By working at the machine-code level, HPCToolkit accurately measures and attributes costs in executions of multilingual programs, even if they are linked with libraries available only in binary form. HPCToolkit supports performance analysis of fully optimized code. It measures and attributes performance metrics to shared libraries that are dynamically loaded at run time. The low overhead of HPCToolkit’s sampling-based measurement is particularly important for parallel programs because measurement overhead can distort program behavior.

HPCToolkit is especially good at pinpointing scaling losses in parallel codes, both within multicore nodes and across the nodes in a parallel system. Using differential analysis of call path profiles collected on different numbers of threads or processes, one can quantify scalability losses and pinpoint their causes to individual lines of code executed in particular calling contexts (Coarfa et al. 2007).
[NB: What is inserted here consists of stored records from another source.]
//! # Regions
//!
//! A region is a spatial claim derived from one cached entity. Each variant
//! keeps its own copy of the fields it needs for containment and access
//! checks, refreshed in place whenever its entity changes, so handles held
//! elsewhere stay valid for the region's whole life.
//!
//! ## Priority
//!
//! Settlement zones (priority 1) are more specific than settlements,
//! outposts and territories (priority 0). Overlapping regions are reported
//! highest priority first, then by ascending entity id.

use compact_str::CompactString;
use legacy_db::geometry::{distance_squared_xz, ChunkKey};
use legacy_db::schema::{
    ForeignRelation, Nation, NationOutpost, PlayerId, Settlement, SettlementZone, Territory, TrustLevel,
};
use legacy_db::{DbObject, Oid, Vec3i};
use parking_lot::RwLock;
use std::collections::{BTreeSet, HashSet};
use std::fmt;
use std::sync::Arc;
use uuid::Uuid;

/// Shared, in-place updated region.
pub type RegionHandle = Arc<RwLock<Region>>;

#[derive(Debug, Clone, Copy, PartialEq, Eq, Hash)]
pub enum RegionKind {
    Settlement,
    NationOutpost,
    Territory,
    SettlementZone,
}

impl RegionKind {
    pub fn priority(self) -> i32 {
        match self {
            RegionKind::SettlementZone => 1,
            RegionKind::Settlement | RegionKind::NationOutpost | RegionKind::Territory => 0,
        }
    }

    pub fn as_str(self) -> &'static str {
        match self {
            RegionKind::Settlement => "settlement",
            RegionKind::NationOutpost => "outpost",
            RegionKind::Territory => "territory",
            RegionKind::SettlementZone => "zone",
        }
    }
}

/// Identity of a region: its kind plus the id of the entity it mirrors.
#[derive(Debug, Clone, Copy, PartialEq, Eq, Hash)]
pub enum RegionKey {
    Settlement(Oid<Settlement>),
    NationOutpost(Oid<NationOutpost>),
    Territory(Oid<Territory>),
    SettlementZone(Oid<SettlementZone>),
}

impl RegionKey {
    pub fn kind(&self) -> RegionKind {
        match self {
            RegionKey::Settlement(_) => RegionKind::Settlement,
            RegionKey::NationOutpost(_) => RegionKind::NationOutpost,
            RegionKey::Territory(_) => RegionKind::Territory,
            RegionKey::SettlementZone(_) => RegionKind::SettlementZone,
        }
    }

    pub fn raw(&self) -> Uuid {
        match self {
            RegionKey::Settlement(id) => id.raw(),
            RegionKey::NationOutpost(id) => id.raw(),
            RegionKey::Territory(id) => id.raw(),
            RegionKey::SettlementZone(id) => id.raw(),
        }
    }

    /// Sort key: higher priority first, then smaller id.
    pub(crate) fn precedence(&self) -> (std::cmp::Reverse<i32>, Uuid) {
        (std::cmp::Reverse(self.kind().priority()), self.raw())
    }
}

impl fmt::Display for RegionKey {
    fn fmt(&self, f: &mut fmt::Formatter<'_>) -> fmt::Result {
        write!(f, "{}:{}", self.kind().as_str(), self.raw())
    }
}

#[derive(Debug, Clone)]
pub struct SettlementRegion {
    pub id: Oid<Settlement>,
    pub name: String,
    pub world: CompactString,
    pub leader: PlayerId,
    pub nation: Option<Oid<Nation>>,
    pub chunks: HashSet<ChunkKey>,
    pub min_build_access: ForeignRelation,
    /// Zones nested in this settlement.
    pub children: BTreeSet<Oid<SettlementZone>>,
}

#[derive(Debug, Clone)]
pub struct OutpostRegion {
    pub id: Oid<NationOutpost>,
    pub name: String,
    pub world: CompactString,
    pub x: i32,
    pub z: i32,
    pub radius: i32,
    pub nation: Oid<Nation>,
    pub trust_level: TrustLevel,
    pub managers: BTreeSet<PlayerId>,
    pub trusted_players: BTreeSet<PlayerId>,
    pub trusted_nations: BTreeSet<Oid<Nation>>,
}

#[derive(Debug, Clone)]
pub struct TerritoryRegion {
    pub id: Oid<Territory>,
    pub name: String,
    pub world: CompactString,
    pub x: i32,
    pub z: i32,
    pub radius: i32,
    pub nation: Option<Oid<Nation>>,
}

#[derive(Debug, Clone)]
pub struct ZoneRegion {
    pub id: Oid<SettlementZone>,
    pub settlement: Oid<Settlement>,
    pub name: String,
    pub world: CompactString,
    pub min_point: Vec3i,
    pub max_point: Vec3i,
    pub price: Option<i64>,
    pub rent: Option<i64>,
    pub owner: Option<PlayerId>,
    pub trusted_players: Option<BTreeSet<PlayerId>>,
    pub trusted_nations: Option<BTreeSet<Oid<Nation>>>,
    pub trusted_settlements: Option<BTreeSet<Oid<Settlement>>>,
    pub min_build_access: Option<ForeignRelation>,
}

#[derive(Debug, Clone)]
pub enum Region {
    Settlement(SettlementRegion),
    NationOutpost(OutpostRegion),
    Territory(TerritoryRegion),
    SettlementZone(ZoneRegion),
}

impl Region {
    pub fn key(&self) -> RegionKey {
        match self {
            Region::Settlement(r) => RegionKey::Settlement(r.id),
            Region::NationOutpost(r) => RegionKey::NationOutpost(r.id),
            Region::Territory(r) => RegionKey::Territory(r.id),
            Region::SettlementZone(r) => RegionKey::SettlementZone(r.id),
        }
    }

    pub fn kind(&self) -> RegionKind {
        self.key().kind()
    }

    pub fn priority(&self) -> i32 {
        self.kind().priority()
    }

    pub fn name(&self) -> &str {
        match self {
            Region::Settlement(r) => &r.name,
            Region::NationOutpost(r) => &r.name,
            Region::Territory(r) => &r.name,
            Region::SettlementZone(r) => &r.name,
        }
    }

    pub fn world(&self) -> &str {
        match self {
            Region::Settlement(r) => &r.world,
            Region::NationOutpost(r) => &r.world,
            Region::Territory(r) => &r.world,
            Region::SettlementZone(r) => &r.world,
        }
    }

    /// Whether block `(x, y, z)` of this region's world lies inside it.
    pub fn contains(&self, x: i32, y: i32, z: i32) -> bool {
        match self {
            Region::Settlement(r) => r.chunks.contains(&legacy_db::geometry::chunk_key_at(x, z)),
            Region::NationOutpost(r) => within_radius(r.x, r.z, r.radius, x, z),
            Region::Territory(r) => within_radius(r.x, r.z, r.radius, x, z),
            Region::SettlementZone(r) => {
                (r.min_point.x..=r.max_point.x).contains(&x)
                    && (r.min_point.y..=r.max_point.y).contains(&y)
                    && (r.min_point.z..=r.max_point.z).contains(&z)
            }
        }
    }

    /// Horizontal bounding box `(min, max)` of circular regions.
    pub(crate) fn circle_bounds(&self) -> Option<([i64; 2], [i64; 2])> {
        let (x, z, radius) = match self {
            Region::NationOutpost(r) => (r.x, r.z, r.radius),
            Region::Territory(r) => (r.x, r.z, r.radius),
            _ => return None,
        };
        let (x, z, radius) = (i64::from(x), i64::from(z), i64::from(radius));
        Some(([x - radius, z - radius], [x + radius, z + radius]))
    }

    pub fn as_settlement(&self) -> Option<&SettlementRegion> {
        match self {
            Region::Settlement(r) => Some(r),
            _ => None,
        }
    }

    pub fn as_zone(&self) -> Option<&ZoneRegion> {
        match self {
            Region::SettlementZone(r) => Some(r),
            _ => None,
        }
    }
}

fn within_radius(cx: i32, cz: i32, radius: i32, x: i32, z: i32) -> bool {
    let radius = i64::from(radius);
    distance_squared_xz(cx, cz, x, z) <= radius * radius
}

/// An entity that defines a region.
pub trait Claim: DbObject {
    fn region_key(&self) -> RegionKey;

    fn to_region(&self) -> Region;

    /// Copies this snapshot's fields into `region`, keeping anything the
    /// region layer itself maintains (such as a settlement's child zones).
    fn refresh(&self, region: &mut Region);
}

impl Claim for Settlement {
    fn region_key(&self) -> RegionKey {
        RegionKey::Settlement(self.id)
    }

    fn to_region(&self) -> Region {
        Region::Settlement(SettlementRegion {
            id: self.id,
            name: self.name.clone(),
            world: self.world_name.as_str().into(),
            leader: self.leader_id,
            nation: self.nation_id,
            chunks: self.chunks.iter().copied().collect(),
            min_build_access: self.minimum_build_access,
            children: BTreeSet::new(),
        })
    }

    fn refresh(&self, region: &mut Region) {
        if let Region::Settlement(r) = region {
            r.name.clone_from(&self.name);
            r.world = self.world_name.as_str().into();
            r.leader = self.leader_id;
            r.nation = self.nation_id;
            r.chunks = self.chunks.iter().copied().collect();
            r.min_build_access = self.minimum_build_access;
        }
    }
}

impl Claim for NationOutpost {
    fn region_key(&self) -> RegionKey {
        RegionKey::NationOutpost(self.id)
    }

    fn to_region(&self) -> Region {
        Region::NationOutpost(OutpostRegion {
            id: self.id,
            name: self.name.clone(),
            world: self.world_name.as_str().into(),
            x: self.center_x,
            z: self.center_z,
            radius: self.radius,
            nation: self.nation_id,
            trust_level: self.trust_level,
            managers: self.manager_ids.clone(),
            trusted_players: self.trusted_player_ids.clone(),
            trusted_nations: self.trusted_nation_ids.clone(),
        })
    }

    fn refresh(&self, region: &mut Region) {
        if let Region::NationOutpost(r) = region {
            *r = match self.to_region() {
                Region::NationOutpost(fresh) => fresh,
                _ => return,
            };
        }
    }
}

impl Claim for Territory {
    fn region_key(&self) -> RegionKey {
        RegionKey::Territory(self.id)
    }

    fn to_region(&self) -> Region {
        Region::Territory(TerritoryRegion {
            id: self.id,
            name: self.name.clone(),
            world: self.world_name.as_str().into(),
            x: self.x,
            z: self.z,
            radius: self.radius,
            nation: self.nation_id,
        })
    }

    fn refresh(&self, region: &mut Region) {
        if let Region::Territory(r) = region {
            r.name.clone_from(&self.name);
            r.world = self.world_name.as_str().into();
            r.x = self.x;
            r.z = self.z;
            r.radius = self.radius;
            r.nation = self.nation_id;
        }
    }
}

impl Claim for SettlementZone {
    fn region_key(&self) -> RegionKey {
        RegionKey::SettlementZone(self.id)
    }

    fn to_region(&self) -> Region {
        Region::SettlementZone(ZoneRegion {
            id: self.id,
            settlement: self.settlement_id,
            name: self.name.clone(),
            world: self.world_name.as_str().into(),
            min_point: self.min_point,
            max_point: self.max_point,
            price: self.price,
            rent: self.rent,
            owner: self.owner,
            trusted_players: self.trusted_players.clone(),
            trusted_nations: self.trusted_nations.clone(),
            trusted_settlements: self.trusted_settlements.clone(),
            min_build_access: self.min_build_access,
        })
    }

    fn refresh(&self, region: &mut Region) {
        if let Region::SettlementZone(r) = region {
            if let Region::SettlementZone(fresh) = self.to_region() {
                *r = fresh;
            }
        }
    }
}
We have used this technique to quantify scaling losses in leading science applications across thousands of processor cores on Cray and IBM Blue Gene systems, associate them with individual lines of source code in full calling context (Tallent, Mellor-Crummey, and Fagan 2009; Tallent, Adhianto, and Mellor-Crummey 2010), and quantify scaling losses in science applications within compute nodes at the loop nest level due to competition for memory bandwidth in multicore processors (Tallent et al. 2008). We have also developed techniques for efficiently attributing the idleness in one thread to its cause in another thread (Tallent, Mellor-Crummey, and Fagan 2009; Tallent, Mellor-Crummey, and Porterfield 2010).

HPCToolkit is deployed on many DOE supercomputers, including the El Capitan exacale supercomputer (AMD MI300A APUs) at Lawrence Livermore National Laboratory, the Frontier exascale supercomputer (AMD Trento CPUs + MI250X GPUs) at Oak Ridge National Laboratory, the Aurora exascale supercomputer (Intel Sapphire Rapids CPUs + Intel Max GPUs) at Argonne’s Leadership Computing Facility, the Crossroads supercomputer (Intel Sapphire Rapids) at Los Alamos National Laboratory, and the Kestrel HPC platform, which includes both GPU-accelerated nodes (AMD Genoa + NVIDIA H100) and CPU-only nodes (Intel Sapphire Rapids) at the National Renewable Energy Laboratory.